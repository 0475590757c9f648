//! Single-producer/single-consumer ring buffer.
//!
//! One byte of the backing region is permanently reserved so that `head ==
//! tail` can mean "empty" without also meaning "full". Capacity is therefore
//! `region.len() - 1`.
//!
//! Exactly one producer may call `write`/`write_byte`, and exactly one
//! consumer may call `read`/`read_byte`, concurrently and without any lock:
//! the producer only ever mutates `tail`, the consumer only ever mutates
//! `head`, and each observes the other's cursor through a single atomic load.
//! `Ordering::Release` on the writing side and `Ordering::Acquire` on the
//! peer-observing side are enough to keep the compiler (and, on other
//! targets, the hardware) from reordering the data write ahead of the cursor
//! publish, so a byte is never visible to its reader before it's written.

use core::sync::atomic::{AtomicUsize, Ordering};

pub struct RingBuffer {
    /// Backing storage, `len` bytes. Null only when `len == 1` (zero
    /// capacity; no byte is ever read through it).
    ptr: *mut u8,
    len: usize,
    /// Read cursor. Mutated only by the consumer.
    head: AtomicUsize,
    /// Write cursor. Mutated only by the producer.
    tail: AtomicUsize,
}

// Safety: `RingBuffer` is designed to be shared between exactly one producer
// and one consumer, each touching only their own cursor and the disjoint
// region of the backing storage that cursor guards.
unsafe impl Sync for RingBuffer {}
unsafe impl Send for RingBuffer {}

impl RingBuffer {
    /// An uninitialized, zero-capacity ring buffer, suitable for a `static`
    /// that will be `init`ialized before first use.
    pub const EMPTY: Self = RingBuffer {
        ptr: core::ptr::null_mut(),
        len: 1,
        head: AtomicUsize::new(0),
        tail: AtomicUsize::new(0),
    };

    /// Initializes a ring buffer to use `region` as backing storage.
    ///
    /// `region.len()` becomes `L`; capacity is `L - 1`. `region` must be at
    /// least one byte long (a one-byte region gives a valid, permanently-empty,
    /// zero-capacity buffer).
    pub fn init(&mut self, region: &'static mut [u8]) {
        assert!(!region.is_empty(), "ring buffer region must be non-empty");
        self.len = region.len();
        self.ptr = region.as_mut_ptr();
        self.head.store(0, Ordering::Relaxed);
        self.tail.store(0, Ordering::Relaxed);
        debug_assert!(self.is_valid());
    }

    /// Whether the cursors are within bounds. Used only in debug assertions;
    /// the implementation maintains this invariant by construction.
    pub fn is_valid(&self) -> bool {
        self.len >= 1
            && self.head.load(Ordering::Relaxed) < self.len
            && self.tail.load(Ordering::Relaxed) < self.len
    }

    pub fn capacity(&self) -> usize {
        self.len - 1
    }

    pub fn is_empty(&self) -> bool {
        self.head.load(Ordering::Acquire) == self.tail.load(Ordering::Acquire)
    }

    pub fn is_full(&self) -> bool {
        self.data_len() == self.capacity()
    }

    pub fn data_len(&self) -> usize {
        let head = self.head.load(Ordering::Acquire);
        let tail = self.tail.load(Ordering::Acquire);
        (tail.wrapping_sub(head)).wrapping_add(self.len) % self.len
    }

    /// Appends `byte` unless the buffer is full. Returns whether it fit.
    ///
    /// Call only from the single producer.
    pub fn write_byte(&self, byte: u8) -> bool {
        debug_assert!(self.is_valid());
        let tail = self.tail.load(Ordering::Relaxed);
        let head = self.head.load(Ordering::Acquire);
        let next = (tail + 1) % self.len;
        if next == head {
            return false;
        }
        // Safety: `tail` is owned exclusively by the producer and is always
        // in `[0, len)`; `ptr` is non-null whenever a write can be reached
        // (capacity 0 implies `next == head` above for any `tail`).
        unsafe { *self.ptr.add(tail) = byte };
        self.tail.store(next, Ordering::Release);
        true
    }

    /// Consumes the oldest byte into `*out` (if `out` is `Some`), or
    /// discards it. Returns whether a byte was available.
    ///
    /// Call only from the single consumer.
    pub fn read_byte(&self, out: Option<&mut u8>) -> bool {
        debug_assert!(self.is_valid());
        let head = self.head.load(Ordering::Relaxed);
        let tail = self.tail.load(Ordering::Acquire);
        if head == tail {
            return false;
        }
        // Safety: see `write_byte`; `head` is owned exclusively by the
        // consumer and always addresses a byte the producer has published.
        let byte = unsafe { *self.ptr.add(head) };
        if let Some(out) = out {
            *out = byte;
        }
        self.head.store((head + 1) % self.len, Ordering::Release);
        true
    }

    /// Greedily appends as much of `src` as fits. Returns the number of
    /// bytes actually written.
    pub fn write(&self, src: &[u8]) -> usize {
        let mut n = 0;
        for &b in src {
            if !self.write_byte(b) {
                break;
            }
            n += 1;
        }
        n
    }

    /// Greedily consumes into `dst`. Returns the number of bytes actually
    /// read.
    pub fn read(&self, dst: &mut [u8]) -> usize {
        let mut n = 0;
        for slot in dst.iter_mut() {
            if !self.read_byte(Some(slot)) {
                break;
            }
            n += 1;
        }
        n
    }
}

#[cfg(test)]
mod tests {
    use super::*;

    fn make(region: &'static mut [u8]) -> RingBuffer {
        let mut rb = RingBuffer::EMPTY;
        rb.init(region);
        rb
    }

    #[test]
    fn scenario_a_fill_then_drain() {
        static mut BUF: [u8; 4] = [0; 4];
        let rb = make(unsafe { &mut BUF });
        assert_eq!(rb.write(&[1, 2, 3]), 3);
        let mut out = [0u8; 3];
        assert_eq!(rb.read(&mut out), 3);
        assert_eq!(out, [1, 2, 3]);
        assert!(rb.is_empty());
    }

    #[test]
    fn scenario_b_overflow_reports_short_write() {
        static mut BUF: [u8; 4] = [0; 4];
        let rb = make(unsafe { &mut BUF });
        assert_eq!(rb.write(&[1, 2, 3, 4]), 3);
        assert!(rb.is_full());
    }

    #[test]
    fn scenario_c_interleaved_write_read() {
        static mut BUF: [u8; 4] = [0; 4];
        let rb = make(unsafe { &mut BUF });
        assert_eq!(rb.write(&[1, 2]), 2);
        let mut one = 0u8;
        assert!(rb.read_byte(Some(&mut one)));
        assert_eq!(one, 1);
        assert_eq!(rb.write(&[3, 4]), 2);
        let mut out = [0u8; 3];
        assert_eq!(rb.read(&mut out), 3);
        assert_eq!(out, [2, 3, 4]);
        assert!(rb.is_empty());
    }

    #[test]
    fn capacity_is_length_minus_one() {
        static mut BUF: [u8; 8] = [0; 8];
        let rb = make(unsafe { &mut BUF });
        assert_eq!(rb.capacity(), 7);
    }

    #[test]
    fn is_full_and_is_empty_are_mutually_exclusive() {
        static mut BUF: [u8; 4] = [0; 4];
        let rb = make(unsafe { &mut BUF });
        assert!(rb.is_empty());
        assert!(!rb.is_full());
        rb.write(&[0, 0, 0]);
        assert!(rb.is_full());
        assert!(!rb.is_empty());
    }

    #[test]
    fn round_trip_prefix_property() {
        static mut BUF: [u8; 5] = [0; 5];
        let rb = make(unsafe { &mut BUF });
        let written: [u8; 10] = [10, 20, 30, 40, 50, 60, 70, 80, 90, 100];
        let mut consumed = 0usize;
        let mut out = [0u8; 10];
        for chunk in written.chunks(3) {
            let w = rb.write(chunk);
            let r = rb.read(&mut out[consumed..consumed + w]);
            assert_eq!(w, r);
            consumed += r;
        }
        assert_eq!(&out[..consumed], &written[..consumed]);
        assert!(rb.data_len() <= rb.capacity());
    }
}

•••••

◆ **ABOUT THIS TASK**:
Write out a word-for-word copy of every entry above.

◆ **EXPECTED ANSWER**:
repository 0475590757c9f648
//! Single-producer/single-consumer ring buffer.
//!
//! One byte of the backing region is permanently reserved so that `head ==
//! tail` can mean "empty" without also meaning "full". Capacity is therefore
//! `region.len() - 1`.
//!
//! Exactly one producer may call `write`/`write_byte`, and exactly one
//! consumer may call `read`/`read_byte`, concurrently and without any lock:
//! the producer only ever mutates `tail`, the consumer only ever mutates
//! `head`, and each observes the other's cursor through a single atomic load.
//! `Ordering::Release` on the writing side and `Ordering::Acquire` on the
//! peer-observing side are enough to keep the compiler (and, on other
//! targets, the hardware) from reordering the data write ahead of the cursor
//! publish, so a byte is never visible to its reader before it's written.

use core::sync::atomic::{AtomicUsize, Ordering};

pub struct RingBuffer {
    /// Backing storage, `len` bytes. Null only when `len == 1` (zero
    /// capacity; no byte is ever read through it).
    ptr: *mut u8,
    len: usize,
    /// Read cursor. Mutated only by the consumer.
    head: AtomicUsize,
    /// Write cursor. Mutated only by the producer.
    tail: AtomicUsize,
}

// Safety: `RingBuffer` is designed to be shared between exactly one producer
// and one consumer, each touching only their own cursor and the disjoint
// region of the backing storage that cursor guards.
unsafe impl Sync for RingBuffer {}
unsafe impl Send for RingBuffer {}

impl RingBuffer {
    /// An uninitialized, zero-capacity ring buffer, suitable for a `static`
    /// that will be `init`ialized before first use.
    pub const EMPTY: Self = RingBuffer {
        ptr: core::ptr::null_mut(),
        len: 1,
        head: AtomicUsize::new(0),
        tail: AtomicUsize::new(0),
    };

    /// Initializes a ring buffer to use `region` as backing storage.
    ///
    /// `region.len()` becomes `L`; capacity is `L - 1`. `region` must be at
    /// least one byte long (a one-byte region gives a valid, permanently-empty,
    /// zero-capacity buffer).
    pub fn init(&mut self, region: &'static mut [u8]) {
        assert!(!region.is_empty(), "ring buffer region must be non-empty");
        self.len = region.len();
        self.ptr = region.as_mut_ptr();
        self.head.store(0, Ordering::Relaxed);
        self.tail.store(0, Ordering::Relaxed);
        debug_assert!(self.is_valid());
    }

    /// Whether the cursors are within bounds. Used only in debug assertions;
    /// the implementation maintains this invariant by construction.
    pub fn is_valid(&self) -> bool {
        self.len >= 1
            && self.head.load(Ordering::Relaxed) < self.len
            && self.tail.load(Ordering::Relaxed) < self.len
    }

    pub fn capacity(&self) -> usize {
        self.len - 1
    }

    pub fn is_empty(&self) -> bool {
        self.head.load(Ordering::Acquire) == self.tail.load(Ordering::Acquire)
    }

    pub fn is_full(&self) -> bool {
        self.data_len() == self.capacity()
    }

    pub fn data_len(&self) -> usize {
        let head = self.head.load(Ordering::Acquire);
        let tail = self.tail.load(Ordering::Acquire);
        (tail.wrapping_sub(head)).wrapping_add(self.len) % self.len
    }

    /// Appends `byte` unless the buffer is full. Returns whether it fit.
    ///
    /// Call only from the single producer.
    pub fn write_byte(&self, byte: u8) -> bool {
        debug_assert!(self.is_valid());
        let tail = self.tail.load(Ordering::Relaxed);
        let head = self.head.load(Ordering::Acquire);
        let next = (tail + 1) % self.len;
        if next == head {
            return false;
        }
        // Safety: `tail` is owned exclusively by the producer and is always
        // in `[0, len)`; `ptr` is non-null whenever a write can be reached
        // (capacity 0 implies `next == head` above for any `tail`).
        unsafe { *self.ptr.add(tail) = byte };
        self.tail.store(next, Ordering::Release);
        true
    }

    /// Consumes the oldest byte into `*out` (if `out` is `Some`), or
    /// discards it. Returns whether a byte was available.
    ///
    /// Call only from the single consumer.
    pub fn read_byte(&self, out: Option<&mut u8>) -> bool {
        debug_assert!(self.is_valid());
        let head = self.head.load(Ordering::Relaxed);
        let tail = self.tail.load(Ordering::Acquire);
        if head == tail {
            return false;
        }
        // Safety: see `write_byte`; `head` is owned exclusively by the
        // consumer and always addresses a byte the producer has published.
        let byte = unsafe { *self.ptr.add(head) };
        if let Some(out) = out {
            *out = byte;
        }
        self.head.store((head + 1) % self.len, Ordering::Release);
        true
    }

    /// Greedily appends as much of `src` as fits. Returns the number of
    /// bytes actually written.
    pub fn write(&self, src: &[u8]) -> usize {
        let mut n = 0;
        for &b in src {
            if !self.write_byte(b) {
                break;
            }
            n += 1;
        }
        n
    }

    /// Greedily consumes into `dst`. Returns the number of bytes actually
    /// read.
    pub fn read(&self, dst: &mut [u8]) -> usize {
        let mut n = 0;
        for slot in dst.iter_mut() {
            if !self.read_byte(Some(slot)) {
                break;
            }
            n += 1;
        }
        n
    }
}

#[cfg(test)]
mod tests {
    use super::*;

    fn make(region: &'static mut [u8]) -> RingBuffer {
        let mut rb = RingBuffer::EMPTY;
        rb.init(region);
        rb
    }

    #[test]
    fn scenario_a_fill_then_drain() {
        static mut BUF: [u8; 4] = [0; 4];
        let rb = make(unsafe { &mut BUF });
        assert_eq!(rb.write(&[1, 2, 3]), 3);
        let mut out = [0u8; 3];
        assert_eq!(rb.read(&mut out), 3);
        assert_eq!(out, [1, 2, 3]);
        assert!(rb.is_empty());
    }

    #[test]
    fn scenario_b_overflow_reports_short_write() {
        static mut BUF: [u8; 4] = [0; 4];
        let rb = make(unsafe { &mut BUF });
        assert_eq!(rb.write(&[1, 2, 3, 4]), 3);
        assert!(rb.is_full());
    }

    #[test]
    fn scenario_c_interleaved_write_read() {
        static mut BUF: [u8; 4] = [0; 4];
        let rb = make(unsafe { &mut BUF });
        assert_eq!(rb.write(&[1, 2]), 2);
        let mut one = 0u8;
        assert!(rb.read_byte(Some(&mut one)));
        assert_eq!(one, 1);
        assert_eq!(rb.write(&[3, 4]), 2);
        let mut out = [0u8; 3];
        assert_eq!(rb.read(&mut out), 3);
        assert_eq!(out, [2, 3, 4]);
        assert!(rb.is_empty());
    }

    #[test]
    fn capacity_is_length_minus_one() {
        static mut BUF: [u8; 8] = [0; 8];
        let rb = make(unsafe { &mut BUF });
        assert_eq!(rb.capacity(), 7);
    }

    #[test]
    fn is_full_and_is_empty_are_mutually_exclusive() {
        static mut BUF: [u8; 4] = [0; 4];
        let rb = make(unsafe { &mut BUF });
        assert!(rb.is_empty());
        assert!(!rb.is_full());
        rb.write(&[0, 0, 0]);
        assert!(rb.is_full());
        assert!(!rb.is_empty());
    }

    #[test]
    fn round_trip_prefix_property() {
        static mut BUF: [u8; 5] = [0; 5];
        let rb = make(unsafe { &mut BUF });
        let written: [u8; 10] = [10, 20, 30, 40, 50, 60, 70, 80, 90, 100];
        let mut consumed = 0usize;
        let mut out = [0u8; 10];
        for chunk in written.chunks(3) {
            let w = rb.write(chunk);
            let r = rb.read(&mut out[consumed..consumed + w]);
            assert_eq!(w, r);
            consumed += r;
        }
        assert_eq!(&out[..consumed], &written[..consumed]);
        assert!(rb.data_len() <= rb.capacity());
    }
}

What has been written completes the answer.